### Activity:
Quote all entries in full, exactly.

Saved entries
*** Begin section ***
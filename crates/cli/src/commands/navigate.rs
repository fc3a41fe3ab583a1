// Guarded navigation and the role menu

use anyhow::Result;

use comptoir_client::{NavOutcome, Router};
use comptoir_core::navigation_for;
use comptoir_session::SessionStore;

use crate::output::OutputFormat;

pub async fn open(router: &Router, route: &str) -> Result<()> {
    match router.open(route).await {
        NavOutcome::Moved => println!("Moved to {}", router.current_route()),
        NavOutcome::RedirectedToLogin => println!("Redirected to /login"),
        NavOutcome::Superseded => println!("Navigation superseded"),
    }
    Ok(())
}

pub fn nav(session: &SessionStore, format: OutputFormat) -> Result<()> {
    session.restore_user();
    let role = session.user().map(|u| u.role_tier()).unwrap_or_default();
    let menu = navigation_for(role);

    format.print_value(&menu)?;

    if format.is_text() {
        for (i, group) in menu.iter().enumerate() {
            if i > 0 {
                println!();
            }
            for item in group.iter() {
                if item.link.is_empty() {
                    println!("{}", item.name);
                } else {
                    println!("{:<22} {}", item.name, item.link);
                }
            }
        }
    }
    Ok(())
}
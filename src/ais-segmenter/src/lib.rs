#![deny(warnings)]
#![deny(rust_2018_idioms)]

//! Thin IO layer around `segment-core`. Reads a time-sorted stream of
//! newline-delimited JSON AIS records, feeds them to one segmenter per
//! ssvid and writes every record back out tagged with its segment id.

pub mod error;
pub mod settings;
pub mod startup;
*** End section ***
### Task result:
filename crates/cli/src/commands/navigate.rs
repository fc3a41fe3ab583a1
// Guarded navigation and the role menu

use anyhow::Result;

use comptoir_client::{NavOutcome, Router};
use comptoir_core::navigation_for;
use comptoir_session::SessionStore;

use crate::output::OutputFormat;

pub async fn open(router: &Router, route: &str) -> Result<()> {
    match router.open(route).await {
        NavOutcome::Moved => println!("Moved to {}", router.current_route()),
        NavOutcome::RedirectedToLogin => println!("Redirected to /login"),
        NavOutcome::Superseded => println!("Navigation superseded"),
    }
    Ok(())
}

pub fn nav(session: &SessionStore, format: OutputFormat) -> Result<()> {
    session.restore_user();
    let role = session.user().map(|u| u.role_tier()).unwrap_or_default();
    let menu = navigation_for(role);

    format.print_value(&menu)?;

    if format.is_text() {
        for (i, group) in menu.iter().enumerate() {
            if i > 0 {
                println!();
            }
            for item in group.iter() {
                if item.link.is_empty() {
                    println!("{}", item.name);
                } else {
                    println!("{:<22} {}", item.name, item.link);
                }
            }
        }
    }
    Ok(())
}
filename src/ais-segmenter/src/lib.rs
#![deny(warnings)]
#![deny(rust_2018_idioms)]

//! Thin IO layer around `segment-core`. Reads a time-sorted stream of
//! newline-delimited JSON AIS records, feeds them to one segmenter per
//! ssvid and writes every record back out tagged with its segment id.

pub mod error;
pub mod settings;
pub mod startup;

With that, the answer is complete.